Only on page eight, and I found the above quote and much comfort (not to mention a vortex of consumption that takes over when you find a book of such excellent calibar!) Though I don't intend on writing a book about Africa, I have felt apprehension in trying to share its food and people, as it will only be "my Africa", my interpretation, my impressions. I cannot try to claim new insight, or even completely accurate ones, but I now feel at liberty to share despite those obstacles.

I'm on page 67 now, and I'm hooked. Get this book! There may be an underlying bias or European haughtiness to the author, but it must be noted that the book was written in 1942, still seeped in the general acceptance of such things as colonialism, hunting, taking Africa's resources, etc. I haven't figured out the author's take on these things yet, but it is clear her life mingles within them.
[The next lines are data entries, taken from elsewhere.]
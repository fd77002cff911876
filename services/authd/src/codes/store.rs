//! 一次性验证码存储：按 key 覆盖写入、单次消费、惰性 + 定时过期清理。

use std::{
    collections::HashMap,
    hash::Hash,
    sync::{Arc, Mutex, MutexGuard},
};

use dc_shared_protocol::constant_time_eq;

/// 时间源（毫秒）。
pub(crate) trait Clock: Send + Sync {
    fn now_ms(&self) -> u64;
}

/// 系统时钟。
#[derive(Debug, Clone, Copy, Default)]
pub(crate) struct SystemClock;

impl Clock for SystemClock {
    fn now_ms(&self) -> u64 {
        dc_shared_protocol::now_ms()
    }
}

/// 验证码校验失败原因（机器可读，文案由调用方映射）。
#[derive(Debug, Clone, Copy, Eq, PartialEq)]
pub(crate) enum CodeRejection {
    /// 不存在（或已被清理）。
    NotFound,
    /// 已过期，条目已删除。
    Expired,
    /// 已消费且仍在宽限期内。
    AlreadyUsed,
    /// 输入不匹配，条目保留。
    Mismatch,
}

/// 校验成功后的处理方式。
#[derive(Debug, Clone, Copy, Eq, PartialEq)]
pub(crate) enum ConsumePolicy {
    /// 标记已用，宽限期后删除。
    MarkUsed { grace_ms: u64 },
    /// 立即删除。
    Delete,
}

/// 验证码存储接口，便于替换为外部存储。
pub(crate) trait CodeStore<K, P>: Send + Sync {
    /// 覆盖写入 key 对应的验证码。
    fn store(&self, key: K, code: String, payload: P, ttl_ms: u64);

    /// 校验并消费验证码，成功时返回写入时的 payload。
    fn verify_and_consume(&self, key: &K, candidate: &str) -> Result<P, CodeRejection>;

    /// 清理过期条目，返回清理数量。
    fn sweep_expired(&self) -> usize;

    /// 当前条目数。
    fn len(&self) -> usize;
}

struct CodeEntry<P> {
    code: String,
    expires_at: u64,
    consumed_at: Option<u64>,
    payload: P,
}

impl<P> CodeEntry<P> {
    fn is_expired(&self, now: u64) -> bool {
        now > self.expires_at
    }

    fn grace_elapsed(&self, policy: ConsumePolicy, now: u64) -> bool {
        match (self.consumed_at, policy) {
            (Some(at), ConsumePolicy::MarkUsed { grace_ms }) => now >= at.saturating_add(grace_ms),
            (Some(_), ConsumePolicy::Delete) => true,
            (None, _) => false,
        }
    }
}

/// 进程内验证码存储；所有读改写都在同一把锁内完成。
pub(crate) struct InMemoryCodeStore<K, P> {
    entries: Mutex<HashMap<K, CodeEntry<P>>>,
    policy: ConsumePolicy,
    clock: Arc<dyn Clock>,
}

impl<K, P> InMemoryCodeStore<K, P>
where
    K: Eq + Hash,
{
    pub(crate) fn new(policy: ConsumePolicy, clock: Arc<dyn Clock>) -> Self {
        Self {
            entries: Mutex::new(HashMap::new()),
            policy,
            clock,
        }
    }

    fn entries(&self) -> MutexGuard<'_, HashMap<K, CodeEntry<P>>> {
        self.entries
            .lock()
            .unwrap_or_else(|poisoned| poisoned.into_inner())
    }
}

impl<K, P> CodeStore<K, P> for InMemoryCodeStore<K, P>
where
    K: Eq + Hash + Clone + Send,
    P: Clone + Send,
{
    fn store(&self, key: K, code: String, payload: P, ttl_ms: u64) {
        let now = self.clock.now_ms();
        self.entries().insert(
            key,
            CodeEntry {
                code,
                expires_at: now.saturating_add(ttl_ms),
                consumed_at: None,
                payload,
            },
        );
    }

    fn verify_and_consume(&self, key: &K, candidate: &str) -> Result<P, CodeRejection> {
        let now = self.clock.now_ms();
        let mut entries = self.entries();
        let Some(entry) = entries.get_mut(key) else {
            return Err(CodeRejection::NotFound);
        };

        if entry.is_expired(now) {
            entries.remove(key);
            return Err(CodeRejection::Expired);
        }
        if entry.consumed_at.is_some() {
            if entry.grace_elapsed(self.policy, now) {
                entries.remove(key);
                return Err(CodeRejection::NotFound);
            }
            return Err(CodeRejection::AlreadyUsed);
        }
        if !constant_time_eq(candidate, &entry.code) {
            return Err(CodeRejection::Mismatch);
        }

        match self.policy {
            ConsumePolicy::MarkUsed { .. } => {
                entry.consumed_at = Some(now);
                Ok(entry.payload.clone())
            }
            ConsumePolicy::Delete => entries
                .remove(key)
                .map(|entry| entry.payload)
                .ok_or(CodeRejection::NotFound),
        }
    }

    fn sweep_expired(&self) -> usize {
        let now = self.clock.now_ms();
        let policy = self.policy;
        let mut entries = self.entries();
        let before = entries.len();
        entries.retain(|_, entry| !entry.is_expired(now) && !entry.grace_elapsed(policy, now));
        before - entries.len()
    }

    fn len(&self) -> usize {
        self.entries().len()
    }
}


#[cfg(test)]
mod tests {
    use std::sync::Arc;

    use super::{CodeRejection, CodeStore, ConsumePolicy, InMemoryCodeStore, test_clock::ManualClock};

    const TTL: u64 = 600_000;

    fn store_with(policy: ConsumePolicy) -> (Arc<ManualClock>, InMemoryCodeStore<String, u32>) {
        let clock = Arc::new(ManualClock::at(0));
        let store = InMemoryCodeStore::new(policy, clock.clone());
        (clock, store)
    }

    #[test]
    fn code_is_valid_until_ttl_boundary() {
        let (clock, store) = store_with(ConsumePolicy::Delete);
        store.store("K".to_string(), "1234".to_string(), 7, TTL);
        clock.set(599_999);
        assert_eq!(store.verify_and_consume(&"K".to_string(), "1234"), Ok(7));

        clock.set(0);
        store.store("K".to_string(), "1234".to_string(), 7, TTL);
        clock.set(600_001);
        assert_eq!(
            store.verify_and_consume(&"K".to_string(), "1234"),
            Err(CodeRejection::Expired)
        );
        assert_eq!(store.len(), 0);
        assert_eq!(
            store.verify_and_consume(&"K".to_string(), "1234"),
            Err(CodeRejection::NotFound)
        );
    }

    #[test]
    fn expiry_is_strictly_after_deadline() {
        let (clock, store) = store_with(ConsumePolicy::Delete);
        store.store("K".to_string(), "1234".to_string(), 1, TTL);
        clock.set(TTL);
        assert_eq!(store.verify_and_consume(&"K".to_string(), "1234"), Ok(1));
    }

    #[test]
    fn mismatch_keeps_entry_for_retry() {
        let (_clock, store) = store_with(ConsumePolicy::Delete);
        store.store("K".to_string(), "123456".to_string(), 1, TTL);
        assert_eq!(
            store.verify_and_consume(&"K".to_string(), "654321"),
            Err(CodeRejection::Mismatch)
        );
        assert_eq!(
            store.verify_and_consume(&"K".to_string(), "12345"),
            Err(CodeRejection::Mismatch)
        );
        assert_eq!(store.verify_and_consume(&"K".to_string(), "123456"), Ok(1));
        assert_eq!(
            store.verify_and_consume(&"K".to_string(), "123456"),
            Err(CodeRejection::NotFound)
        );
    }

    #[test]
    fn store_overwrites_previous_entry_for_key() {
        let (clock, store) = store_with(ConsumePolicy::Delete);
        store.store("K".to_string(), "111111".to_string(), 1, TTL);
        clock.advance(500_000);
        store.store("K".to_string(), "222222".to_string(), 2, TTL);
        assert_eq!(store.len(), 1);

        clock.advance(200_000);
        assert_eq!(
            store.verify_and_consume(&"K".to_string(), "111111"),
            Err(CodeRejection::Mismatch)
        );
        assert_eq!(store.verify_and_consume(&"K".to_string(), "222222"), Ok(2));
    }

    #[test]
    fn mark_used_reports_already_used_within_grace() {
        let (clock, store) = store_with(ConsumePolicy::MarkUsed { grace_ms: 1_000 });
        store.store("1234".to_string(), "1234".to_string(), 0, TTL);
        assert_eq!(store.verify_and_consume(&"1234".to_string(), "1234"), Ok(0));

        clock.advance(999);
        assert_eq!(
            store.verify_and_consume(&"1234".to_string(), "1234"),
            Err(CodeRejection::AlreadyUsed)
        );

        clock.advance(1);
        assert_eq!(
            store.verify_and_consume(&"1234".to_string(), "1234"),
            Err(CodeRejection::NotFound)
        );
        assert_eq!(store.len(), 0);
    }

    #[test]
    fn sweep_removes_expired_and_spent_entries() {
        let (clock, store) = store_with(ConsumePolicy::MarkUsed { grace_ms: 1_000 });
        store.store("a".to_string(), "1111".to_string(), 0, 1_000);
        store.store("b".to_string(), "2222".to_string(), 0, TTL);
        store.store("c".to_string(), "3333".to_string(), 0, TTL);
        assert_eq!(store.verify_and_consume(&"c".to_string(), "3333"), Ok(0));
        assert_eq!(store.sweep_expired(), 0);

        clock.set(1_001);
        assert_eq!(store.sweep_expired(), 2);
        assert_eq!(store.len(), 1);
        assert_eq!(store.verify_and_consume(&"b".to_string(), "2222"), Ok(0));
    }

    #[test]
    fn concurrent_verifies_consume_at_most_once() {
        let clock = Arc::new(ManualClock::at(0));
        let store = Arc::new(InMemoryCodeStore::<String, u32>::new(
            ConsumePolicy::Delete,
            clock,
        ));
        store.store("K".to_string(), "123456".to_string(), 9, TTL);

        let handles = (0..8)
            .map(|_| {
                let store = store.clone();
                std::thread::spawn(move || store.verify_and_consume(&"K".to_string(), "123456"))
            })
            .collect::<Vec<_>>();
        let successes = handles
            .into_iter()
            .map(|handle| handle.join().expect("join verifier"))
            .filter(Result::is_ok)
            .count();
        assert_eq!(successes, 1);
    }
}
//! 换绑 HTTP 路由处理函数。

use axum::{Json, extract::State, http::HeaderMap};

use crate::{
    api::{
        client_ip::ClientMeta,
        response::{ApiReply, reply},
        types::{
            RebindConfirmData, RebindConfirmRequest, RebindSendCodeData, RebindSendCodeRequest,
        },
    },
    state::AppState,
};

/// 发送换绑验证码接口。
pub(crate) async fn rebind_send_code_handler(
    State(state): State<AppState>,
    headers: HeaderMap,
    Json(req): Json<RebindSendCodeRequest>,
) -> ApiReply<RebindSendCodeData> {
    let meta = ClientMeta::from_headers(&headers);
    let result = state.send_rebind_code(&req, &meta).await;
    let message = match &result {
        Ok(data) => format!("验证码已发送到 {}", data.masked_email),
        Err(_) => String::new(),
    };
    reply(result, &message, "请在10分钟内输入邮箱验证码")
}

/// 确认换绑接口。
pub(crate) async fn rebind_confirm_handler(
    State(state): State<AppState>,
    headers: HeaderMap,
    Json(req): Json<RebindConfirmRequest>,
) -> ApiReply<RebindConfirmData> {
    let meta = ClientMeta::from_headers(&headers);
    reply(
        state.confirm_rebind(&req, &meta).await,
        "设备码换绑成功",
        "请在新设备上使用新设备码",
    )
}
One more quote to share that I liked: Africa is mystic; it is wild; it is a sweltering inferno; it is a photographer's paradise, a hunter's Valhalla, an escapist's Utopia. It is what you will, and it withstands all interpretations. It is the last vestige of a dead world or the cradle of a shiny new one. To a lot of people, as to myself, it is just 'home.' It is all these things but one thing - it is never dull.

Well, there's just one more Africa sumation she makes that I was intrigued with: It is still the host of all my darkest fears, the cradle of mysteries always intriguing, but never wholly solved. It is the remembrance of sunlight and green hills, cool water and the yellow warmth of bright mornings. It is as ruthless as any sea, more uncompromising than its own deserts. It is without temperance in its harshness or in its favours. It yields nothing, offering much to men of all races.
But the soul of Africa, its integrity, the slow inexorable pulse of its life, is its own and of such singular rhythm that no outsider, unless steeped from childhood in its endless, even beat, can ever hope to experience it, except only as a bystander might experience a Masai war dance knowing nothing of its music nor the meaing of its steps.

For an overview and comments about this book, read here.

1 comment:

  1. Another great African book to recommend to you (although specifically about a boy soldier in Sierra Leone): A Long Way Gone. I'm adding West With The Night on my goodreads list!